Work required: Give again only those lines from the start of the entries through the line holding "pub type Result<T>", leaving them as they are.
= = = = = = =
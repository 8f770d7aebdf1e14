//! Error types for the Groove extension

use groovesource::ClientError;

/// Result type alias for Groove operations
pub type Result<T> = std::result::Result<T, GrooveError>;

/// Errors that can occur when talking to the worker API or converting its payloads
#[derive(Debug, thiserror::Error)]
pub enum GrooveError {
    /// A required parameter was blank or missing
    #[error("Invalid argument: {0}")]
    InvalidArgument(String),

    /// The API answered with a non-2xx status
    #[error("Upstream returned HTTP {status}: {body}")]
    UpstreamHttp { status: u16, body: String },

    /// The request could not be sent or the response could not be read
    #[error("HTTP transport failed: {0}")]
    Transport(#[from] reqwest::Error),

    /// The response body is not the expected JSON
    #[error("JSON decoding failed: {0}")]
    Decode(#[from] serde_json::Error),

    /// A required field is absent from an otherwise valid payload
    #[error("Not found: {0}")]
    NotFound(String),

    /// The operation is not supported by this extension
    #[error("Not supported: {0}")]
    Unsupported(String),

    /// The host cancelled the operation
    #[error("Operation cancelled")]
    Cancelled,

    /// Configuration error (from grooveconfig/anyhow)
    #[error("Configuration error: {0}")]
    Config(#[from] anyhow::Error),
}

impl GrooveError {
    /// Create an invalid argument error
    pub fn invalid_argument(msg: impl Into<String>) -> Self {
        Self::InvalidArgument(msg.into())
    }

    /// Create a not found error
    pub fn not_found(msg: impl Into<String>) -> Self {
        Self::NotFound(msg.into())
    }

    /// Whether retrying the same request may succeed
    ///
    /// Only transport failures and HTTP errors qualify: a decoding failure will
    /// not go away on a second attempt.
    pub fn is_retryable(&self) -> bool {
        matches!(self, Self::UpstreamHttp { .. } | Self::Transport(_))
    }

    pub fn is_cancelled(&self) -> bool {
        matches!(self, Self::Cancelled)
    }
}

impl From<GrooveError> for ClientError {
    fn from(error: GrooveError) -> Self {
        match error {
            GrooveError::Unsupported(msg) => ClientError::NotSupported(msg),
            other => ClientError::extension(other),
        }
    }
}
= = = = = = =
Answer below:
repository 8f770d7aebdf1e14
//! Error types for the Groove extension

use groovesource::ClientError;

/// Result type alias for Groove operations
pub type Result<T> = std::result::Result<T, GrooveError>;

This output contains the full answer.